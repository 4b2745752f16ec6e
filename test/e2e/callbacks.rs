//! Completion callback delivery.
//!
//! ## Running
//!
//! ```bash
//! cargo test -p converge-e2e --test callbacks
//! ```

mod common;

use std::sync::Arc;

use anyhow::ensure;
use converge_events::{Task, TaskState};
use converge_testing::{CallbackReceiver, FnProbe, ProbeError, Satisfies};

use common::Suite;

#[tokio::test]
async fn test_callback_survives_failed_deliveries() -> anyhow::Result<()> {
    let suite = Suite::start().await?;

    suite
        .harness
        .run("callback retried after 503s", |ctx| async move {
            // the first two deliveries are answered with 503
            let receiver = Arc::new(CallbackReceiver::spawn(2).await?);

            let mut request = ctx.task_request("echo hello");
            request.definition.completion_callback_url = Some(receiver.url());
            let guid = request.task_guid.clone();
            ctx.create_task(&request).await?;

            let deliveries = {
                let receiver = Arc::clone(&receiver);
                FnProbe::new("callback deliveries", move || {
                    let receiver = Arc::clone(&receiver);
                    async move { Ok::<_, ProbeError>(receiver.deliveries()) }
                })
            };
            let delivered = ctx
                .poller()
                .eventually(
                    &deliveries,
                    &Satisfies::new("one accepted delivery", |tasks: &Vec<Task>| tasks.len() == 1),
                )
                .await?;

            ensure!(delivered[0].task_guid == guid, "delivered {}", delivered[0].task_guid);
            ensure!(!delivered[0].failed, "delivered task failed");
            ensure!(
                matches!(delivered[0].state, TaskState::Completed | TaskState::Resolving),
                "delivered in state {}",
                delivered[0].state
            );
            ensure!(receiver.attempts() >= 3, "only {} attempts", receiver.attempts());

            // a resolved task is removed without an explicit delete
            ctx.poller().eventually_absent(&ctx.task_probe(&guid)).await?;
            Ok(())
        })
        .await?;

    suite.stop().await;
    Ok(())
}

◇ ◇ ◇

__PROBLEM TO WORK ON__.
Every single line of the listing must be retyped exactly.

__RESPONSE TO THIS TASK__.
repository 4b2745752f16ec6e
filename test/e2e/callbacks.rs
//! Completion callback delivery.
//!
//! ## Running
//!
//! ```bash
//! cargo test -p converge-e2e --test callbacks
//! ```

mod common;

use std::sync::Arc;

use anyhow::ensure;
use converge_events::{Task, TaskState};
use converge_testing::{CallbackReceiver, FnProbe, ProbeError, Satisfies};

use common::Suite;

#[tokio::test]
async fn test_callback_survives_failed_deliveries() -> anyhow::Result<()> {
    let suite = Suite::start().await?;

    suite
        .harness
        .run("callback retried after 503s", |ctx| async move {
            // the first two deliveries are answered with 503
            let receiver = Arc::new(CallbackReceiver::spawn(2).await?);

            let mut request = ctx.task_request("echo hello");
            request.definition.completion_callback_url = Some(receiver.url());
            let guid = request.task_guid.clone();
            ctx.create_task(&request).await?;

            let deliveries = {
                let receiver = Arc::clone(&receiver);
                FnProbe::new("callback deliveries", move || {
                    let receiver = Arc::clone(&receiver);
                    async move { Ok::<_, ProbeError>(receiver.deliveries()) }
                })
            };
            let delivered = ctx
                .poller()
                .eventually(
                    &deliveries,
                    &Satisfies::new("one accepted delivery", |tasks: &Vec<Task>| tasks.len() == 1),
                )
                .await?;

            ensure!(delivered[0].task_guid == guid, "delivered {}", delivered[0].task_guid);
            ensure!(!delivered[0].failed, "delivered task failed");
            ensure!(
                matches!(delivered[0].state, TaskState::Completed | TaskState::Resolving),
                "delivered in state {}",
                delivered[0].state
            );
            ensure!(receiver.attempts() >= 3, "only {} attempts", receiver.attempts());

            // a resolved task is removed without an explicit delete
            ctx.poller().eventually_absent(&ctx.task_probe(&guid)).await?;
            Ok(())
        })
        .await?;

    suite.stop().await;
    Ok(())
}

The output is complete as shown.